What to produce: All lines of the material that contain "sqrt" must be copied out.

Given data:

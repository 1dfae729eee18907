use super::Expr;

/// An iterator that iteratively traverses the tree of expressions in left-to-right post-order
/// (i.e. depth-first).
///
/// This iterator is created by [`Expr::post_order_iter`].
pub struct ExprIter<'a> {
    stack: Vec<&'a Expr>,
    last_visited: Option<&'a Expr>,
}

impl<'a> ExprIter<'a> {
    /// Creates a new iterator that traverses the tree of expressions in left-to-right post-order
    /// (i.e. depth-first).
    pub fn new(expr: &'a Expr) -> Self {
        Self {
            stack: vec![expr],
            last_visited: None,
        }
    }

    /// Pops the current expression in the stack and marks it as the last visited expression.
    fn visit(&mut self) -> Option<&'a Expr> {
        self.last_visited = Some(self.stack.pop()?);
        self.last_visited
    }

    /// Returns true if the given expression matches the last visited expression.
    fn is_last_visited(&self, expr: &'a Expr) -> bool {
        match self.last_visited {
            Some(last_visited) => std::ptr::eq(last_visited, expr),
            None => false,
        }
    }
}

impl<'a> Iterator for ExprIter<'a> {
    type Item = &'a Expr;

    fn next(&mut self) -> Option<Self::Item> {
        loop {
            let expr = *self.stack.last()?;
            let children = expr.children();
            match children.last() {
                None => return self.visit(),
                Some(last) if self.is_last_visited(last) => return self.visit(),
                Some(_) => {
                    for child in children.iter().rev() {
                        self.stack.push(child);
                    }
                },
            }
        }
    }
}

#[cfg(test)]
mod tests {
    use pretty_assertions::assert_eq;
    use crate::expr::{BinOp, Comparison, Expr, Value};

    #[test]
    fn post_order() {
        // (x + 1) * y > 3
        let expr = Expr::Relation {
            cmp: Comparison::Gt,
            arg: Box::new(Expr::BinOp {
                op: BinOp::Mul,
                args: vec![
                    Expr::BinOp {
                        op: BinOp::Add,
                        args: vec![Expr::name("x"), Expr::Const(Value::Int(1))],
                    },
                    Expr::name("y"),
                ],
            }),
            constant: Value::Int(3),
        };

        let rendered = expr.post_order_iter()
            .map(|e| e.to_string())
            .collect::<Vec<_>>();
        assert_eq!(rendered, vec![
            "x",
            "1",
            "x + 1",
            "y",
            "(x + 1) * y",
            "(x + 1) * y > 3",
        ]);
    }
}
...
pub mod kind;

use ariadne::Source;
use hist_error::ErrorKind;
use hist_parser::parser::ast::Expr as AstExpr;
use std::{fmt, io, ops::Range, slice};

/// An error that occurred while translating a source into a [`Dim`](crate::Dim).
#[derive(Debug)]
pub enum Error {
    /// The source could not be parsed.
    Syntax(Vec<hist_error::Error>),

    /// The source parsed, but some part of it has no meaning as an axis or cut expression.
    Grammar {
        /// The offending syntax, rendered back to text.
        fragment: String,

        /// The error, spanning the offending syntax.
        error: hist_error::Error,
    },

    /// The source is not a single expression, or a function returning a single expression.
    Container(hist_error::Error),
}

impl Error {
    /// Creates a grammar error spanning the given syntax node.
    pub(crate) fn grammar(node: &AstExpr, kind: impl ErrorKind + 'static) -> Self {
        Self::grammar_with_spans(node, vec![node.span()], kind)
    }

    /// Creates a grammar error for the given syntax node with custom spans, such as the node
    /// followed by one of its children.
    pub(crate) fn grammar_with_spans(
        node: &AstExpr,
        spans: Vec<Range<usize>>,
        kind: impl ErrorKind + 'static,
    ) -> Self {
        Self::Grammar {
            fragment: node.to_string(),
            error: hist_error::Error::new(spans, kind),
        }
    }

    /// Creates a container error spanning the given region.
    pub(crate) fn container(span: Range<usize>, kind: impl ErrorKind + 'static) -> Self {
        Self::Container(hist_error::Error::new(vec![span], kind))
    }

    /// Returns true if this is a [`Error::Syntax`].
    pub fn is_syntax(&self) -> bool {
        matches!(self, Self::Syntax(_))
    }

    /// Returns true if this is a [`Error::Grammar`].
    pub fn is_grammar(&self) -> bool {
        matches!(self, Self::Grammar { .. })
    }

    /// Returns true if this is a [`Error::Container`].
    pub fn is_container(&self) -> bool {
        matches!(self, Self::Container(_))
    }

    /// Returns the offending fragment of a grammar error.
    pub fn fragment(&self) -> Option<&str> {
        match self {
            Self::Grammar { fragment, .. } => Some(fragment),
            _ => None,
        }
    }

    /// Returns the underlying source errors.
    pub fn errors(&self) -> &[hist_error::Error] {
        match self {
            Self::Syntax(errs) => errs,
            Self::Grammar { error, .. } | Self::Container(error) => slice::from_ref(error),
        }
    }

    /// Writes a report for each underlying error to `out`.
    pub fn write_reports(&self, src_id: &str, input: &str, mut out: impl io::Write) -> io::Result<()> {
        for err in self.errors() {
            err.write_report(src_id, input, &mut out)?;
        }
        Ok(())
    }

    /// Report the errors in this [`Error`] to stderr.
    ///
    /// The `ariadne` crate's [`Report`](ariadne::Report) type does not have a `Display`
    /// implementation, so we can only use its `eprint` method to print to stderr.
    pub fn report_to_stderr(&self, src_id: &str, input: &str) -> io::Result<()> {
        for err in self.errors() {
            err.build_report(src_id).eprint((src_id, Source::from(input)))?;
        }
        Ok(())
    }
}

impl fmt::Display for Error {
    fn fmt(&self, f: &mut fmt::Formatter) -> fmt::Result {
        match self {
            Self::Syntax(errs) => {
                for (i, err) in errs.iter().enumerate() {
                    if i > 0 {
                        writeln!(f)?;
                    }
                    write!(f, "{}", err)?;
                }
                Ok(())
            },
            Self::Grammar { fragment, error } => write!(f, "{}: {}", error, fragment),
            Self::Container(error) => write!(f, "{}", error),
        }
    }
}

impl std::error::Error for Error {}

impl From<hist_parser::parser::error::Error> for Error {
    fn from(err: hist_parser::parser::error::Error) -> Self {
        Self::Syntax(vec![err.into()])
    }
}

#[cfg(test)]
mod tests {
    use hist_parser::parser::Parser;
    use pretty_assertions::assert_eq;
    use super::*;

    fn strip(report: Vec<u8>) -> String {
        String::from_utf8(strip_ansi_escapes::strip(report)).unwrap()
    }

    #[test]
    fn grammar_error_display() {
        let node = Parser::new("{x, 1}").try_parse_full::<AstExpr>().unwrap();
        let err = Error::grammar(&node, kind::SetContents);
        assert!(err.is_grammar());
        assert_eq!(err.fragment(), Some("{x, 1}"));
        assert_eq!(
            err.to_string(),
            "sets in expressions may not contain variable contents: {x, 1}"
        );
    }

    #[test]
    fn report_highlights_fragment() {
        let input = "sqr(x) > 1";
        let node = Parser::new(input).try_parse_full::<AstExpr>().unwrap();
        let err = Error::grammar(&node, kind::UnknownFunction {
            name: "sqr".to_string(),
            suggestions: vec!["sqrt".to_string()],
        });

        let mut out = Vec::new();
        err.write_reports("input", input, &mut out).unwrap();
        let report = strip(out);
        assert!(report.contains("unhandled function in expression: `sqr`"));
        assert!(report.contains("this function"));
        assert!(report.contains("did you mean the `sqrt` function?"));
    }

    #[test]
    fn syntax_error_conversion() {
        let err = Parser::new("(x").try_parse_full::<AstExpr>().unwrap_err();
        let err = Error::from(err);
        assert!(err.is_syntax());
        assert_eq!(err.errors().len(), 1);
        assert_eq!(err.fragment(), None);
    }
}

Solution to this task:
            suggestions: vec!["sqrt".to_string()],
        assert!(report.contains("did you mean the `sqrt` function?"));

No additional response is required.